Gonzalo Fernández de Oviedo y Valdés
Gonzalo Fernández de Oviedo y Valdés (August 1478 – 1557), commonly known as Oviedo, was a Spanish colonialist, historian and writer. Oviedo participated in the Spanish colonization of the Caribbean, and his chronicle Historia general de las Indias forms one of the few primary sources about it. Portions of the text were widely read in the 16th century in Spanish, English and French editions, and introduced Europeans to the hammock, the pineapple, and tobacco as well as creating influential representations of the colonised peoples of the region.

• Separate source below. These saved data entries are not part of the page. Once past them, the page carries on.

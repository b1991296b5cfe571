// src/models/exam.rs

use serde::{Deserialize, Serialize};

/// A single four-option multiple choice question.
#[derive(Debug, Clone, Serialize, Deserialize)]
pub struct Question {
    pub text: String,
    pub option_a: String,
    pub option_b: String,
    pub option_c: String,
    pub option_d: String,

    /// The correct option letter ("A".."D").
    pub correct: String,
}

impl Question {
    /// Returns the option text for a letter, if it names one of the four options.
    pub fn option(&self, letter: &str) -> Option<&str> {
        match letter.trim().to_uppercase().as_str() {
            "A" => Some(self.option_a.as_str()),
            "B" => Some(self.option_b.as_str()),
            "C" => Some(self.option_c.as_str()),
            "D" => Some(self.option_d.as_str()),
            _ => None,
        }
    }
}

/// An authored exam paper for one class and subject.
/// Owned by the authoring screens; the session engine only reads it.
#[derive(Debug, Clone, Serialize, Deserialize)]
pub struct ExamDefinition {
    pub subject: String,
    pub class_name: String,

    /// Exam duration in seconds. Zero means the author never set a timer.
    pub timer: u64,

    pub questions: Vec<Question>,
}
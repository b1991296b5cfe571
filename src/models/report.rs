// src/models/report.rs

use serde::{Deserialize, Serialize};

/// A graded exam result. Appended to the shared report collection and never
/// mutated afterwards.
#[derive(Debug, Clone, Serialize, Deserialize)]
pub struct ReportRecord {
    pub name: String,
    pub class_name: String,
    pub reg_no: String,
    pub subject: String,

    /// Percentage score, 0..=100.
    pub score: u32,
    pub correct_count: usize,
    pub total: usize,
    pub answered_count: usize,

    pub date: chrono::DateTime<chrono::Utc>,
}

impl ReportRecord {
    /// At most one record may exist per `(reg_no, subject, class_name)`,
    /// compared case-insensitively.
    pub fn matches_key(&self, reg_no: &str, subject: &str, class_name: &str) -> bool {
        self.reg_no.eq_ignore_ascii_case(reg_no)
            && self.subject.eq_ignore_ascii_case(subject)
            && self.class_name.eq_ignore_ascii_case(class_name)
    }
}
// tests/repo_tests.rs

mod common;

use chrono::{Datelike, Duration, Utc};
use common::{exam, memory_store, report, student, temp_data_dir};
use edubase::error::AppError;
use edubase::models::account::RegisterRequest;
use edubase::models::student::CreateStudentRequest;
use edubase::repo::accounts::AdminAccounts;
use edubase::repo::active::ActiveContext;
use edubase::repo::catalog::ExamCatalog;
use edubase::repo::reports::ReportRepository;
use edubase::repo::roster::StudentRoster;
use edubase::storage::{JsonFileStore, KvStore};
use std::sync::Arc;

#[test]
fn append_if_absent_is_first_writer_wins() {
    let reports = ReportRepository::new(memory_store());

    let first = report("Ada Obi", "SS1", "EDU-2025-1234", "Biology", 80);
    let second = report("Ada Obi", "SS1", "EDU-2025-1234", "Biology", 20);

    assert!(reports.append_if_absent(first).unwrap());
    assert!(!reports.append_if_absent(second).unwrap());

    let all = reports.all().unwrap();
    assert_eq!(all.len(), 1);
    assert_eq!(all[0].score, 80);
}

#[test]
fn the_uniqueness_key_ignores_case() {
    let reports = ReportRepository::new(memory_store());
    reports
        .append_if_absent(report("Ada Obi", "SS1", "EDU-2025-1234", "Biology", 80))
        .unwrap();

    let duplicate = report("Ada Obi", "ss1", "edu-2025-1234", "BIOLOGY", 50);
    assert!(!reports.append_if_absent(duplicate).unwrap());

    assert!(reports
        .find_by_key("edu-2025-1234", "biology", "ss1")
        .unwrap()
        .is_some());

    // a different subject is a different key
    assert!(reports
        .append_if_absent(report("Ada Obi", "SS1", "EDU-2025-1234", "Physics", 60))
        .unwrap());
}

#[test]
fn grouping_collapses_duplicates_and_sorts_by_name() {
    let store = memory_store();
    let reports = ReportRepository::new(store.clone());

    // Two records for Ada's key, as two concurrent devices could produce.
    // The repository can't be used to create them, so write the collection
    // behind its back.
    let mut ada_old = report("Ada Obi", "SS1", "EDU-2025-1234", "Biology", 40);
    ada_old.date = Utc::now() - Duration::hours(2);
    let ada_new = report("Ada Obi", "SS1", "EDU-2025-1234", "Biology", 70);
    let zara = report("Zara Bello", "SS1", "EDU-2025-5678", "Biology", 90);
    let ben = report("Ben Musa", "SS1", "EDU-2025-9012", "Biology", 55);
    let physics = report("Ada Obi", "SS1", "EDU-2025-1234", "Physics", 65);
    let ss2 = report("Chi Eze", "SS2", "EDU-2025-3456", "Biology", 75);

    let raw = serde_json::to_string(&vec![
        ada_old,
        zara.clone(),
        ada_new.clone(),
        ben.clone(),
        physics,
        ss2,
    ])
    .unwrap();
    store.write("reports", &raw).unwrap();

    let grouped = reports.grouped().unwrap();
    assert_eq!(grouped.len(), 2);

    let ss1_biology = &grouped["SS1"]["Biology"];
    let names: Vec<&str> = ss1_biology.iter().map(|r| r.name.as_str()).collect();
    assert_eq!(names, vec!["Ada Obi", "Ben Musa", "Zara Bello"]);

    // the newer of Ada's duplicate records won
    assert_eq!(ss1_biology[0].score, 70);

    assert_eq!(grouped["SS1"]["Physics"].len(), 1);
    assert_eq!(grouped["SS2"]["Biology"].len(), 1);
}

#[test]
fn report_deletion_by_key_subject_and_class() {
    let reports = ReportRepository::new(memory_store());
    reports
        .append_if_absent(report("Ada Obi", "SS1", "EDU-2025-1234", "Biology", 80))
        .unwrap();
    reports
        .append_if_absent(report("Ben Musa", "SS1", "EDU-2025-9012", "Biology", 55))
        .unwrap();
    reports
        .append_if_absent(report("Ada Obi", "SS1", "EDU-2025-1234", "Physics", 65))
        .unwrap();
    reports
        .append_if_absent(report("Chi Eze", "SS2", "EDU-2025-3456", "Biology", 75))
        .unwrap();

    reports.delete_by_key("edu-2025-1234", "BIOLOGY", "ss1").unwrap();
    assert_eq!(reports.all().unwrap().len(), 3);

    reports.delete_subject("SS1", "Biology").unwrap();
    assert_eq!(reports.all().unwrap().len(), 2);

    reports.delete_class("SS1").unwrap();
    let remaining = reports.all().unwrap();
    assert_eq!(remaining.len(), 1);
    assert_eq!(remaining[0].class_name, "SS2");
}

#[test]
fn roster_add_generates_registration_numbers() {
    let roster = StudentRoster::new(memory_store());

    let student = roster
        .add(CreateStudentRequest {
            name: "  Ada Obi  ".to_string(),
            class_name: " SS1 ".to_string(),
        })
        .unwrap();

    assert_eq!(student.name, "Ada Obi");
    assert_eq!(student.class_name, "SS1");

    let prefix = format!("EDU-{}-", Utc::now().year());
    assert!(student.reg_no.starts_with(&prefix));
    let digits: u32 = student.reg_no[prefix.len()..].parse().unwrap();
    assert!((1000..=9999).contains(&digits));

    let other = roster
        .add(CreateStudentRequest {
            name: "Ben Musa".to_string(),
            class_name: "SS1".to_string(),
        })
        .unwrap();
    assert_ne!(student.reg_no, other.reg_no);
}

#[test]
fn roster_rejects_blank_entries() {
    let roster = StudentRoster::new(memory_store());
    let result = roster.add(CreateStudentRequest {
        name: "".to_string(),
        class_name: "SS1".to_string(),
    });
    assert!(matches!(result, Err(AppError::BadRequest(_))));
    assert!(roster.all().unwrap().is_empty());
}

#[test]
fn roster_login_ignores_case_and_whitespace() {
    let roster = StudentRoster::new(memory_store());
    let student = roster
        .add(CreateStudentRequest {
            name: "Ada Obi".to_string(),
            class_name: "SS1".to_string(),
        })
        .unwrap();

    let found = roster
        .login("  ada obi ", "ss1", &student.reg_no.to_lowercase())
        .unwrap();
    assert!(found.is_some());

    assert!(roster.login("Ada Obi", "SS2", &student.reg_no).unwrap().is_none());
    assert!(roster.login("Ada Obi", "SS1", "EDU-1999-0000").unwrap().is_none());
}

#[test]
fn roster_update_and_delete_by_reg_no() {
    let roster = StudentRoster::new(memory_store());
    let student = roster
        .add(CreateStudentRequest {
            name: "Ada Obi".to_string(),
            class_name: "SS1".to_string(),
        })
        .unwrap();

    let updated = roster
        .update(
            &student.reg_no,
            CreateStudentRequest {
                name: "Ada Obi-Eze".to_string(),
                class_name: "SS2".to_string(),
            },
        )
        .unwrap();
    assert_eq!(updated.name, "Ada Obi-Eze");
    assert_eq!(updated.reg_no, student.reg_no);

    roster.delete(&student.reg_no).unwrap();
    assert!(roster.all().unwrap().is_empty());

    assert!(matches!(
        roster.delete(&student.reg_no),
        Err(AppError::NotFound(_))
    ));
}

#[test]
fn catalog_starts_with_the_default_subjects() {
    let catalog = ExamCatalog::new(memory_store());
    let subjects = catalog.subjects().unwrap();
    assert_eq!(subjects.len(), 9);
    assert!(subjects.iter().any(|s| s == "Mathematics"));

    catalog.add_subject("  Further Mathematics ").unwrap();
    let subjects = catalog.subjects().unwrap();
    assert_eq!(subjects.len(), 10);
    assert!(subjects.iter().any(|s| s == "Further Mathematics"));

    assert!(matches!(
        catalog.add_subject("   "),
        Err(AppError::BadRequest(_))
    ));
}

#[test]
fn catalog_save_replaces_the_same_paper() {
    let catalog = ExamCatalog::new(memory_store());

    catalog.save_exam(exam("Biology", "SS1", 600, &["A"])).unwrap();
    catalog.save_exam(exam("biology", "ss1", 900, &["A", "B"])).unwrap();
    catalog.save_exam(exam("Biology", "SS2", 600, &["A"])).unwrap();

    let exams = catalog.exams().unwrap();
    assert_eq!(exams.len(), 2);

    let found = catalog.find("SS1", "BIOLOGY").unwrap().unwrap();
    assert_eq!(found.timer, 900);
    assert_eq!(found.questions.len(), 2);
}

#[test]
fn catalog_lists_subjects_per_class() {
    let catalog = ExamCatalog::new(memory_store());
    catalog.save_exam(exam("Biology", "SS1", 600, &["A"])).unwrap();
    catalog.save_exam(exam("Physics", "SS1", 600, &["A"])).unwrap();
    catalog.save_exam(exam("Chemistry", "SS2", 600, &["A"])).unwrap();

    let subjects = catalog.subjects_for_class("ss1").unwrap();
    assert_eq!(subjects.len(), 2);
    assert!(subjects.contains(&"Biology".to_string()));
    assert!(subjects.contains(&"Physics".to_string()));

    assert!(catalog.subjects_for_class("SS3").unwrap().is_empty());
}

#[test]
fn admin_accounts_register_and_verify() {
    let accounts = AdminAccounts::new(memory_store());

    let account = accounts
        .register(RegisterRequest {
            full_name: "Grace Ade".to_string(),
            email: "grace@school.edu".to_string(),
            password: "s3cretpw".to_string(),
        })
        .unwrap();
    assert_ne!(account.password_hash, "s3cretpw");

    assert!(accounts
        .verify_login("GRACE@school.edu", "s3cretpw")
        .unwrap()
        .is_some());
    assert!(accounts
        .verify_login("grace@school.edu", "wrong")
        .unwrap()
        .is_none());
    assert!(accounts
        .verify_login("nobody@school.edu", "s3cretpw")
        .unwrap()
        .is_none());
}

#[test]
fn admin_accounts_reject_duplicates_and_bad_input() {
    let accounts = AdminAccounts::new(memory_store());
    accounts
        .register(RegisterRequest {
            full_name: "Grace Ade".to_string(),
            email: "grace@school.edu".to_string(),
            password: "s3cretpw".to_string(),
        })
        .unwrap();

    let duplicate = accounts.register(RegisterRequest {
        full_name: "Grace Ade".to_string(),
        email: "Grace@School.edu".to_string(),
        password: "another".to_string(),
    });
    assert!(matches!(duplicate, Err(AppError::Conflict(_))));

    let bad_email = accounts.register(RegisterRequest {
        full_name: "No Email".to_string(),
        email: "not-an-email".to_string(),
        password: "s3cretpw".to_string(),
    });
    assert!(matches!(bad_email, Err(AppError::BadRequest(_))));
}

#[test]
fn active_context_round_trips_and_clears() {
    let active = ActiveContext::new(memory_store());
    assert!(active.student().unwrap().is_none());
    assert!(active.exam().unwrap().is_none());

    let candidate = student("Ada Obi", "SS1", "EDU-2025-1234");
    active.set_student(&candidate).unwrap();
    active.set_exam(&exam("Biology", "SS1", 600, &["A"])).unwrap();

    assert_eq!(active.student().unwrap().unwrap().reg_no, "EDU-2025-1234");
    assert_eq!(active.exam().unwrap().unwrap().subject, "Biology");

    active.clear_exam().unwrap();
    assert!(active.exam().unwrap().is_none());
    active.clear_student().unwrap();
    assert!(active.student().unwrap().is_none());
}

#[test]
fn file_store_reads_writes_and_survives_reopen() {
    let dir = temp_data_dir();

    {
        let store = JsonFileStore::open(&dir).unwrap();
        assert!(store.read("reports").unwrap().is_none());
        store.write("reports", "[]").unwrap();
        assert_eq!(store.read("reports").unwrap().unwrap(), "[]");
    }

    let store = JsonFileStore::open(&dir).unwrap();
    assert_eq!(store.read("reports").unwrap().unwrap(), "[]");

    store.remove("reports").unwrap();
    assert!(store.read("reports").unwrap().is_none());
    // removing a missing key is fine
    store.remove("reports").unwrap();

    std::fs::remove_dir_all(&dir).ok();
}

#[test]
fn repositories_share_one_store() {
    let dir = temp_data_dir();
    let store: Arc<dyn KvStore> = Arc::new(JsonFileStore::open(&dir).unwrap());

    let roster = StudentRoster::new(store.clone());
    let catalog = ExamCatalog::new(store.clone());
    let reports = ReportRepository::new(store);

    let student = roster
        .add(CreateStudentRequest {
            name: "Ada Obi".to_string(),
            class_name: "SS1".to_string(),
        })
        .unwrap();
    catalog.save_exam(exam("Biology", "SS1", 600, &["A"])).unwrap();
    reports
        .append_if_absent(report("Ada Obi", "SS1", &student.reg_no, "Biology", 80))
        .unwrap();

    assert_eq!(roster.all().unwrap().len(), 1);
    assert_eq!(catalog.exams().unwrap().len(), 1);
    assert_eq!(reports.all().unwrap().len(), 1);

    std::fs::remove_dir_all(&dir).ok();
}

Oviedo was born in Madrid of an Asturian lineage and educated in the court of Ferdinand and Isabella. At thirteen, he became page to their son, the Infante John, Prince of Asturias. After the Prince's death (October 4, 1497), Oviedo went to Italy, and there acted as secretary to Gonzalo Fernández de Córdoba.
In 1514 Oviedo was appointed supervisor of gold smeltings at Santo Domingo, and on his return to Spain in 1523 was appointed historiographer of the Indies. He paid five more visits to America before his death, in Valladolid in 1557. At one point he was placed in charge of the Fortaleza Ozama, the famous fort in Santo Domingo, Dominican Republic, where there is a large statue of him, a gift to that country from a King of Spain.
Oviedo's first literary work was a chivalric romance entitled, Libro del muy esforzado e invencible caballero Don Claribalte (Book of the very striving and invincible knight Don Claribalte). It was published in 1519 in Valencia by Juan Viñao, one of the prominent printers of that time. In the foreword, dedicated to Ferdinand of Aragón, Duke of Calabria (not to be confused with the King Ferdinand II of Aragon), Oviedo relates that the work had been conceived and written while he was in Santo Domingo. Therefore, it seems that this was the first literary work created in the New World.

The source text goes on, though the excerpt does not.